• [Work required]
Where does the word "parent" show up in the records? Copy every line that holds it.

• [Task input]

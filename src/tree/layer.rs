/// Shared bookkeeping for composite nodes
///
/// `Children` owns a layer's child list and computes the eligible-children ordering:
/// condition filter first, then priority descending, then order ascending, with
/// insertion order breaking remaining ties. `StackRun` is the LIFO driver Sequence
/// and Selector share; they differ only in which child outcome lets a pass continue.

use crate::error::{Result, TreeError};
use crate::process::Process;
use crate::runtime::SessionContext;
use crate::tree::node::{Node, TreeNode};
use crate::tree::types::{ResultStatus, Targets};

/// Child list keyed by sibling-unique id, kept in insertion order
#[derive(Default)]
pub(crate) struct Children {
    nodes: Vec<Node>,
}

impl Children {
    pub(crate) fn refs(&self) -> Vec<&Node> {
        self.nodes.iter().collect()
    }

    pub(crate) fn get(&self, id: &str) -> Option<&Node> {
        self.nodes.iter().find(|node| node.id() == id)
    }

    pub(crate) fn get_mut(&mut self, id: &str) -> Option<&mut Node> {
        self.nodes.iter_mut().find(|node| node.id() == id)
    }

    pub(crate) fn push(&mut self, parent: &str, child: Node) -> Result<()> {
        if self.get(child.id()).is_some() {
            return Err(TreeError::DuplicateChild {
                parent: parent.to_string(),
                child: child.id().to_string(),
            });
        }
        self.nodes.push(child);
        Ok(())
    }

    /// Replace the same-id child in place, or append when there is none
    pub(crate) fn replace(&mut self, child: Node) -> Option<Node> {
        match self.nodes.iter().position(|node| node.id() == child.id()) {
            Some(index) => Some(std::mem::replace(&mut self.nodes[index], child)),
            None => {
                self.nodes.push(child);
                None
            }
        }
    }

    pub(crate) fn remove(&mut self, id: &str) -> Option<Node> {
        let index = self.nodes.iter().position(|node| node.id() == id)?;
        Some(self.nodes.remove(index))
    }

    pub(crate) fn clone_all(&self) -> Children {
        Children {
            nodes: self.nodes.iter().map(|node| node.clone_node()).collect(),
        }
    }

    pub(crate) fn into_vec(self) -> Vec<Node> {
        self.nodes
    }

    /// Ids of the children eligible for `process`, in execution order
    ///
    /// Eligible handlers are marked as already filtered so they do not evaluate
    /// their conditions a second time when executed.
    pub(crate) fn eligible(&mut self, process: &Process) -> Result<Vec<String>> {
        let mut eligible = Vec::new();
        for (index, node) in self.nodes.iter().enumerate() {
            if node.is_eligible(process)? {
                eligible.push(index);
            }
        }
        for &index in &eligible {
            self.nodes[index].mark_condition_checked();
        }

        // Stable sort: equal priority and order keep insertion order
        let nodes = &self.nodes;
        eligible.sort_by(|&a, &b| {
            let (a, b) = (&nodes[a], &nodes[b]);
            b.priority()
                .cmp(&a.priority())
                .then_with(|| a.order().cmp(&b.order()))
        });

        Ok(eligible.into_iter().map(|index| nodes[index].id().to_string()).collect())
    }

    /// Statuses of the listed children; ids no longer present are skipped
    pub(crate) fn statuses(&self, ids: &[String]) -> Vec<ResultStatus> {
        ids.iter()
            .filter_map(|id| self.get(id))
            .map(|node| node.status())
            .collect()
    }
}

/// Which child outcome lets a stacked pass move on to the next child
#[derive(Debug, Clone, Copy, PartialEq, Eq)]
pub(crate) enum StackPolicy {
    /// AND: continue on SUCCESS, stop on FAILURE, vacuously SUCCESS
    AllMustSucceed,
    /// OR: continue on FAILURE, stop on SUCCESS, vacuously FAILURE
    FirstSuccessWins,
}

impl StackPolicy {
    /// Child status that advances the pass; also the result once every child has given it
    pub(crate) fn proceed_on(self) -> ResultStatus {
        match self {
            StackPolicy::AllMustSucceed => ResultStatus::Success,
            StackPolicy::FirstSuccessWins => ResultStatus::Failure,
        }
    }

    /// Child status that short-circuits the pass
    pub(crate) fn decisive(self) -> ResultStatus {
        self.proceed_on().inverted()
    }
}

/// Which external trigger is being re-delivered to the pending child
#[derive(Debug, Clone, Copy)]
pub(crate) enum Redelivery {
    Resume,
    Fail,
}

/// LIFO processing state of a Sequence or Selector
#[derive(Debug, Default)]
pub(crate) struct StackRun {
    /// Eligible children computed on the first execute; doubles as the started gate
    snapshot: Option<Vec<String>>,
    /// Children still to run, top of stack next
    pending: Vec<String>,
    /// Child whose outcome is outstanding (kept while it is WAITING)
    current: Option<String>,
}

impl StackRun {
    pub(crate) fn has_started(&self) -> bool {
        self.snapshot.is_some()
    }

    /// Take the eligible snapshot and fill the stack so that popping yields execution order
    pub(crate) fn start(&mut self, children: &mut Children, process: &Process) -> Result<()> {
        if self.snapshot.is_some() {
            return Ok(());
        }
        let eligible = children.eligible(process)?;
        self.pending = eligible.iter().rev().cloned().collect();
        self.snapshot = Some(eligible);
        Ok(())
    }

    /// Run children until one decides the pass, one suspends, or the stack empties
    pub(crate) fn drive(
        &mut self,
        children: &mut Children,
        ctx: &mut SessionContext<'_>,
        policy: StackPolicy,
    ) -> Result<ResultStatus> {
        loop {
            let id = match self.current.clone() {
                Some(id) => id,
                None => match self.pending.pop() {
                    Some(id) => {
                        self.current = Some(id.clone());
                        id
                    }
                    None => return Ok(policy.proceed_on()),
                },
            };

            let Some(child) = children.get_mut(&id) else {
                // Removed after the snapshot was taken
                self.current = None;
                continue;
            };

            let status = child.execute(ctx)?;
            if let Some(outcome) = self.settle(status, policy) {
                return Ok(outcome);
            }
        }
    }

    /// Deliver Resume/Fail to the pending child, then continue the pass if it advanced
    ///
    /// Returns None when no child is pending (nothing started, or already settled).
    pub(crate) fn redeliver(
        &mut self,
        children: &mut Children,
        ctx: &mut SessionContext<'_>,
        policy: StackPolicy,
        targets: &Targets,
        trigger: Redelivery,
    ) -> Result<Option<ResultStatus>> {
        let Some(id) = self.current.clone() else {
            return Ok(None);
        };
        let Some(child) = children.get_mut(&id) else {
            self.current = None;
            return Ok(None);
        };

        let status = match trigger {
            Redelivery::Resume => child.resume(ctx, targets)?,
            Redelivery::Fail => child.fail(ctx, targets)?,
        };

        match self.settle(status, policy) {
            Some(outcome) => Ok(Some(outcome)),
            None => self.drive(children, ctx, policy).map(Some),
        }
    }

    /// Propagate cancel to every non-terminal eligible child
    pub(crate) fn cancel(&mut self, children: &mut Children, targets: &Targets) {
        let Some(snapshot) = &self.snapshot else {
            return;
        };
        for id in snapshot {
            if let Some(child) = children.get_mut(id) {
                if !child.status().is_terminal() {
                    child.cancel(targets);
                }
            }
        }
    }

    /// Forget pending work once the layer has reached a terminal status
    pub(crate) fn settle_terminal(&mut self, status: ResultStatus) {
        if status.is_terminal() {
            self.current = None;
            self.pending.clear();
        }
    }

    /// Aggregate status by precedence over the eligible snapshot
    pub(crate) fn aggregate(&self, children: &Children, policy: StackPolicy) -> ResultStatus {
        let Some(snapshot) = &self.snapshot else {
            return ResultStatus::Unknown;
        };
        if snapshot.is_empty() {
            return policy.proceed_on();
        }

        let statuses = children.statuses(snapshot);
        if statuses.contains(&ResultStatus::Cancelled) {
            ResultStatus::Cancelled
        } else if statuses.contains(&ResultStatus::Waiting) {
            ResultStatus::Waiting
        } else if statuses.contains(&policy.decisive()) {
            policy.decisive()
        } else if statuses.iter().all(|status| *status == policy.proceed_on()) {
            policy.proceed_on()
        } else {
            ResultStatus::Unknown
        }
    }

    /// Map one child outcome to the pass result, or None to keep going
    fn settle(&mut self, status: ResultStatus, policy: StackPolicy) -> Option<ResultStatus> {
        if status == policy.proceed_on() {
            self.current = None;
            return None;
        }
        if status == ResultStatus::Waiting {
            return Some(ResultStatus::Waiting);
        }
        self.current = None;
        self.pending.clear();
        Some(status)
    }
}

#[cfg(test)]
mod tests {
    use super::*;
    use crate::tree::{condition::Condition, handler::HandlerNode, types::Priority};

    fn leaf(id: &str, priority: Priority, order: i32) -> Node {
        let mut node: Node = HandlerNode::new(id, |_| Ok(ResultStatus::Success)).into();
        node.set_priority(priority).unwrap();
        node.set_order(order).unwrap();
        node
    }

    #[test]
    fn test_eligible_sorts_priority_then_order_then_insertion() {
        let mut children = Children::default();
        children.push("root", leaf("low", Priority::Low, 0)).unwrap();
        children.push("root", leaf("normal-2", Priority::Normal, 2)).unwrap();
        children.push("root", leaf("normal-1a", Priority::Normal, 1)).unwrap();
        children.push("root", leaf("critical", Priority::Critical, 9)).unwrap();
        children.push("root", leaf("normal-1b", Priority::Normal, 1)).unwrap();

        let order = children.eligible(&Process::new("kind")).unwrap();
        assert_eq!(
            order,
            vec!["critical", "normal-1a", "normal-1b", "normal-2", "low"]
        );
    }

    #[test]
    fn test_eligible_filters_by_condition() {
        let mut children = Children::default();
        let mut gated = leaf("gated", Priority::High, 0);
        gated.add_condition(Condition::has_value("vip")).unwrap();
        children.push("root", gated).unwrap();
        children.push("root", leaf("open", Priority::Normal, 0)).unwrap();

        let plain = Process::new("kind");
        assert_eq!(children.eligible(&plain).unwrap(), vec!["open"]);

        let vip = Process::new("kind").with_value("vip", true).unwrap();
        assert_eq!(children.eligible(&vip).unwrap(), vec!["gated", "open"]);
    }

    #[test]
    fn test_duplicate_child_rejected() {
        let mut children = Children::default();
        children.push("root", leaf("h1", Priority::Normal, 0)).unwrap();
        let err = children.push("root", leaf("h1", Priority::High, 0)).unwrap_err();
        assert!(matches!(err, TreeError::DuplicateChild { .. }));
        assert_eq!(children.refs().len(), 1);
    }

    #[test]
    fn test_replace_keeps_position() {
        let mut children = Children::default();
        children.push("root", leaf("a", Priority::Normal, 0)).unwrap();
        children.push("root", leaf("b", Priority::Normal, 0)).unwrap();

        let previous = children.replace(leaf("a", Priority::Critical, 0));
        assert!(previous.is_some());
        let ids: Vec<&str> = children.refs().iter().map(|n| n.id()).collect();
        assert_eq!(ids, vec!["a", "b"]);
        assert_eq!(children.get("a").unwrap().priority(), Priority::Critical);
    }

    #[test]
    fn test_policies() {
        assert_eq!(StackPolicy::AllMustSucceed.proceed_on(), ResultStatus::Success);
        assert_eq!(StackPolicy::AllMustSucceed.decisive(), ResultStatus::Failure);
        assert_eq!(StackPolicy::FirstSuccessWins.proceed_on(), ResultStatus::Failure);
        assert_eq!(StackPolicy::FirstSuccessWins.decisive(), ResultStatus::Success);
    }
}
==
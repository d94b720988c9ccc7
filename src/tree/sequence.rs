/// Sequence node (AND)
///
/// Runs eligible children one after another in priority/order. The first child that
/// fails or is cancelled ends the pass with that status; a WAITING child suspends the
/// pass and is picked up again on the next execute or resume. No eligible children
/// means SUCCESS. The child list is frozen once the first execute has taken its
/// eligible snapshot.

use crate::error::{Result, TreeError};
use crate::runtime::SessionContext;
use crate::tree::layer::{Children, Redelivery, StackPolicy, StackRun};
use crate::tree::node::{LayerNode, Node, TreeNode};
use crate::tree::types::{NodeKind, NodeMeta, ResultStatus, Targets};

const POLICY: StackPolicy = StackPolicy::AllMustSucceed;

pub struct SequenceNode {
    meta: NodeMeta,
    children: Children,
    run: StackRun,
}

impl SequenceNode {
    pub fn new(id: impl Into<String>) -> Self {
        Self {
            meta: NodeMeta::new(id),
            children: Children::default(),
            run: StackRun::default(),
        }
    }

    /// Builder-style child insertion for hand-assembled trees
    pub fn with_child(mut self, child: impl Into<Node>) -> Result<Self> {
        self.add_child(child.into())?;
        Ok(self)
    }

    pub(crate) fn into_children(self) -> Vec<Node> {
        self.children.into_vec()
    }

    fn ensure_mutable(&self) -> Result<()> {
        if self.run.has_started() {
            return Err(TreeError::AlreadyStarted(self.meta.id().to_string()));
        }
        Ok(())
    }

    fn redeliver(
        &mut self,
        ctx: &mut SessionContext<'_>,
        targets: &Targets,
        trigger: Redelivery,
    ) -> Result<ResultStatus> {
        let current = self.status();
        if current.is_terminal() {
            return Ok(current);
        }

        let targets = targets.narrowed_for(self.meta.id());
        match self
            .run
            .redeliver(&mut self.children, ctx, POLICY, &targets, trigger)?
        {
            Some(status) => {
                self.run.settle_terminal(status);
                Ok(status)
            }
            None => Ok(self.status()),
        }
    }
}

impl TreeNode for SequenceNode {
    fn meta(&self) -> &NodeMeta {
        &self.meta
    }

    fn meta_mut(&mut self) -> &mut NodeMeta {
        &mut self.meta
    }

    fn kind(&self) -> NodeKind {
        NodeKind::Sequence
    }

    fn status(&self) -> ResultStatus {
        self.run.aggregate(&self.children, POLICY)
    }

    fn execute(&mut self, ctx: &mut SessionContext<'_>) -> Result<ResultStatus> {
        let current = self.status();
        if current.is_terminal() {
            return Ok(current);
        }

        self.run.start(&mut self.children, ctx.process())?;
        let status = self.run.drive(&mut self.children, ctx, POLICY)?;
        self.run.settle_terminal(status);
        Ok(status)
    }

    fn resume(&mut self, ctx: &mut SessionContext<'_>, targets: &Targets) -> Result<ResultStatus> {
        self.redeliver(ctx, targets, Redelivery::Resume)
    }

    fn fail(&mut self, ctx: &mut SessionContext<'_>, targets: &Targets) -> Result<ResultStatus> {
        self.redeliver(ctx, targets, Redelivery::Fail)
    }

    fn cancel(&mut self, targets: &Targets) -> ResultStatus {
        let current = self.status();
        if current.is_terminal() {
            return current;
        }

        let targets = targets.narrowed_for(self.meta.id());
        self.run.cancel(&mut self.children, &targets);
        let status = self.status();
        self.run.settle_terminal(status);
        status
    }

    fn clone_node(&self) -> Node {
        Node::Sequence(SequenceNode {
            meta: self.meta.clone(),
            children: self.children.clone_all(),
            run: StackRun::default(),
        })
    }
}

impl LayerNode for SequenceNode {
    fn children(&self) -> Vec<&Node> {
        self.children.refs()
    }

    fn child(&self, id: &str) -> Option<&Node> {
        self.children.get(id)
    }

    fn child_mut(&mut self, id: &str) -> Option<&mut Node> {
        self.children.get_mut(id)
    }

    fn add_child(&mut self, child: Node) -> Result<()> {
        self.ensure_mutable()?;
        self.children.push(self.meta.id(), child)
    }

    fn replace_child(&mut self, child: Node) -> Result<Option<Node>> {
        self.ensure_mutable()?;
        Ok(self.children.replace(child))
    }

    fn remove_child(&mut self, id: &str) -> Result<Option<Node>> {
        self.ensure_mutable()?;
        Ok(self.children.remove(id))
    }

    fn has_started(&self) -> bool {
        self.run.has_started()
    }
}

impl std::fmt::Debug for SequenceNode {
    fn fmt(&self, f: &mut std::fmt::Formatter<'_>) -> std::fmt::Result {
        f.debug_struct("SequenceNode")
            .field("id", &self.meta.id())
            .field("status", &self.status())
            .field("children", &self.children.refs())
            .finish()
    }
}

• [Solution for this exercise]
    pub(crate) fn push(&mut self, parent: &str, child: Node) -> Result<()> {
                parent: parent.to_string(),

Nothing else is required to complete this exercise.